### ABOUT THIS TASK
Each record must reappear in the answer exactly as it is written.

[Collected data entries]
/*
 * SPDX-License-Identifier: Apache-2.0
 * Copyright 2025 ByteDance and/or its affiliates.
 */

mod host;
mod proxy;
mod target;
mod upstream;

#[cfg(feature = "rustls")]
mod rustls;

pub use host::Host;
pub use proxy::{
    HttpProxy, Proxy, ProxyKind, ProxyParseError, SOCKS5_DEFAULT_PORT, Socks5Proxy,
};
pub use target::{ConnectOptions, ConnectTarget, TargetParseError, TargetProtocol};
pub use upstream::UpstreamAddr;

#[cfg(feature = "rustls")]
pub use self::rustls::{RustlsClientConfig, RustlsClientConfigBuilder, load_pem_certificates};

### RESPONSE
/*
 * SPDX-License-Identifier: Apache-2.0
 * Copyright 2025 ByteDance and/or its affiliates.
 */

mod host;
mod proxy;
mod target;
mod upstream;

#[cfg(feature = "rustls")]
mod rustls;

pub use host::Host;
pub use proxy::{
    HttpProxy, Proxy, ProxyKind, ProxyParseError, SOCKS5_DEFAULT_PORT, Socks5Proxy,
};
pub use target::{ConnectOptions, ConnectTarget, TargetParseError, TargetProtocol};
pub use upstream::UpstreamAddr;

#[cfg(feature = "rustls")]
pub use self::rustls::{RustlsClientConfig, RustlsClientConfigBuilder, load_pem_certificates};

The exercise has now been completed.